// /////////////////////////////////////////////////////////////////////////////
// Dataflow Pipeline RS
// Copyright (c) 2025 Michael Gardner, A Bit of Help, Inc.
// SPDX-License-Identifier: BSD-3-Clause
// See LICENSE file in the project root.
// /////////////////////////////////////////////////////////////////////////////

//! # Type Descriptors
//!
//! Declarative, recursive type descriptors for namespace values. The
//! vocabulary is a closed sum — primitives, the two containers, object
//! shapes, `Any`, `Optional`, `Enum`, and `Union` — and the structural
//! validator in `services::type_validator` dispatches over it exhaustively.
//! There is no reflection and no open registry of types; what the enum
//! enumerates is everything the engine can check.
//!
//! ## Optionality
//!
//! Optional object-shape fields can be declared two ways with identical
//! meaning: a trailing `?` on the field name (`"subtitle?"`) or an
//! `Optional` wrapper at value level. Both permit the field to be missing
//! or null.
//!
//! # Examples
//!
//! ```
//! use dataflow_pipeline_domain::value_objects::TypeDescriptor;
//!
//! let descriptor = TypeDescriptor::array(TypeDescriptor::text());
//! assert_eq!(descriptor.to_string(), "Array[String]");
//!
//! let shape = TypeDescriptor::shape([
//!     ("title", TypeDescriptor::text()),
//!     ("subtitle?", TypeDescriptor::text()),
//! ]);
//! assert_eq!(shape.to_string(), "Shape{subtitle?: String, title: String}");
//! ```

use std::collections::BTreeMap;

use serde::{Deserialize, Serialize};

use crate::value_objects::Value;

/// Primitive class tokens of the type vocabulary.
#[derive(Debug, Clone, Copy, PartialEq, Eq, Serialize, Deserialize)]
#[serde(rename_all = "snake_case")]
pub enum PrimitiveType {
    /// UTF-8 text
    Text,
    /// Signed integer
    Int,
    /// Floating point number
    Float,
    /// True or false only
    Bool,
    /// Symbolic token
    Symbol,
}

impl std::fmt::Display for PrimitiveType {
    fn fmt(&self, f: &mut std::fmt::Formatter<'_>) -> std::fmt::Result {
        match self {
            PrimitiveType::Text => write!(f, "String"),
            PrimitiveType::Int => write!(f, "Int"),
            PrimitiveType::Float => write!(f, "Float"),
            PrimitiveType::Bool => write!(f, "Bool"),
            PrimitiveType::Symbol => write!(f, "Symbol"),
        }
    }
}

/// One field of an object shape: the value type plus whether the field may
/// be absent or null.
#[derive(Debug, Clone, PartialEq, Eq, Serialize, Deserialize)]
pub struct ShapeField {
    pub descriptor: TypeDescriptor,
    pub optional: bool,
}

/// Recursive type descriptor for namespace values.
///
/// See the module documentation for the vocabulary. Equality is
/// structural, which is what parallel type-consistency checking compares.
#[derive(Debug, Clone, PartialEq, Eq, Serialize, Deserialize)]
pub enum TypeDescriptor {
    /// A primitive class token
    Primitive(PrimitiveType),
    /// A homogeneous sequence; the empty sequence always matches
    Array(Box<TypeDescriptor>),
    /// A homogeneous mapping over key and value types
    Mapping(Box<TypeDescriptor>, Box<TypeDescriptor>),
    /// An object shape; extra fields on the value are allowed
    Shape(BTreeMap<String, ShapeField>),
    /// Matches any value
    Any,
    /// Null or the wrapped type
    Optional(Box<TypeDescriptor>),
    /// One of a closed set of literal values
    Enum(Vec<Value>),
    /// Any branch may match
    Union(Vec<TypeDescriptor>),
}

impl TypeDescriptor {
    /// Text primitive
    pub fn text() -> Self {
        TypeDescriptor::Primitive(PrimitiveType::Text)
    }

    /// Integer primitive
    pub fn int() -> Self {
        TypeDescriptor::Primitive(PrimitiveType::Int)
    }

    /// Float primitive
    pub fn float() -> Self {
        TypeDescriptor::Primitive(PrimitiveType::Float)
    }

    /// Boolean primitive
    pub fn bool() -> Self {
        TypeDescriptor::Primitive(PrimitiveType::Bool)
    }

    /// Symbol primitive
    pub fn symbol() -> Self {
        TypeDescriptor::Primitive(PrimitiveType::Symbol)
    }

    /// Homogeneous array of the given element type
    pub fn array(element: TypeDescriptor) -> Self {
        TypeDescriptor::Array(Box::new(element))
    }

    /// Homogeneous mapping over the given key and value types
    pub fn mapping(key: TypeDescriptor, value: TypeDescriptor) -> Self {
        TypeDescriptor::Mapping(Box::new(key), Box::new(value))
    }

    /// Null or the wrapped type
    pub fn optional(inner: TypeDescriptor) -> Self {
        TypeDescriptor::Optional(Box::new(inner))
    }

    /// Closed set of literal values
    pub fn one_of(values: impl IntoIterator<Item = Value>) -> Self {
        TypeDescriptor::Enum(values.into_iter().collect())
    }

    /// Union over the given branches
    pub fn union(branches: impl IntoIterator<Item = TypeDescriptor>) -> Self {
        TypeDescriptor::Union(branches.into_iter().collect())
    }

    /// Builds an object shape from `(name, type)` pairs.
    ///
    /// A trailing `?` on a field name marks the field optional and is
    /// stripped from the stored name.
    pub fn shape<'a>(fields: impl IntoIterator<Item = (&'a str, TypeDescriptor)>) -> Self {
        let entries = fields
            .into_iter()
            .map(|(name, descriptor)| {
                let (name, optional) = match name.strip_suffix('?') {
                    Some(stripped) => (stripped, true),
                    None => (name, false),
                };
                (name.to_string(), ShapeField { descriptor, optional })
            })
            .collect();
        TypeDescriptor::Shape(entries)
    }

    /// Infers a descriptor from a literal value, used by declarations that
    /// promise a constant (`Link` assignments). Containers widen to `Any`
    /// element types; null and media yield no useful descriptor.
    pub fn of_value(value: &Value) -> Option<TypeDescriptor> {
        match value {
            Value::Bool(_) => Some(TypeDescriptor::bool()),
            Value::Int(_) => Some(TypeDescriptor::int()),
            Value::Float(_) => Some(TypeDescriptor::float()),
            Value::Text(_) => Some(TypeDescriptor::text()),
            Value::Symbol(_) => Some(TypeDescriptor::symbol()),
            Value::List(_) => Some(TypeDescriptor::array(TypeDescriptor::Any)),
            Value::Map(_) => Some(TypeDescriptor::mapping(TypeDescriptor::Any, TypeDescriptor::Any)),
            Value::Null | Value::Media(_) => None,
        }
    }
}

impl std::fmt::Display for TypeDescriptor {
    fn fmt(&self, f: &mut std::fmt::Formatter<'_>) -> std::fmt::Result {
        match self {
            TypeDescriptor::Primitive(p) => write!(f, "{}", p),
            TypeDescriptor::Array(element) => write!(f, "Array[{}]", element),
            TypeDescriptor::Mapping(key, value) => write!(f, "Mapping[{}, {}]", key, value),
            TypeDescriptor::Shape(fields) => {
                write!(f, "Shape{{")?;
                for (idx, (name, field)) in fields.iter().enumerate() {
                    if idx > 0 {
                        write!(f, ", ")?;
                    }
                    let marker = if field.optional { "?" } else { "" };
                    write!(f, "{}{}: {}", name, marker, field.descriptor)?;
                }
                write!(f, "}}")
            }
            TypeDescriptor::Any => write!(f, "Any"),
            TypeDescriptor::Optional(inner) => write!(f, "Optional[{}]", inner),
            TypeDescriptor::Enum(values) => {
                write!(f, "Enum[")?;
                for (idx, value) in values.iter().enumerate() {
                    if idx > 0 {
                        write!(f, ", ")?;
                    }
                    write!(f, "{}", value.describe())?;
                }
                write!(f, "]")
            }
            TypeDescriptor::Union(branches) => {
                write!(f, "Union[")?;
                for (idx, branch) in branches.iter().enumerate() {
                    if idx > 0 {
                        write!(f, " | ")?;
                    }
                    write!(f, "{}", branch)?;
                }
                write!(f, "]")
            }
        }
    }
}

════════════════

* [EXERCISE INSTRUCTIONS]
Go through the entries and copy every line with "what".

* [SOLVED PROBLEM]
//! There is no reflection and no open registry of types; what the enum
/// structural, which is what parallel type-consistency checking compares.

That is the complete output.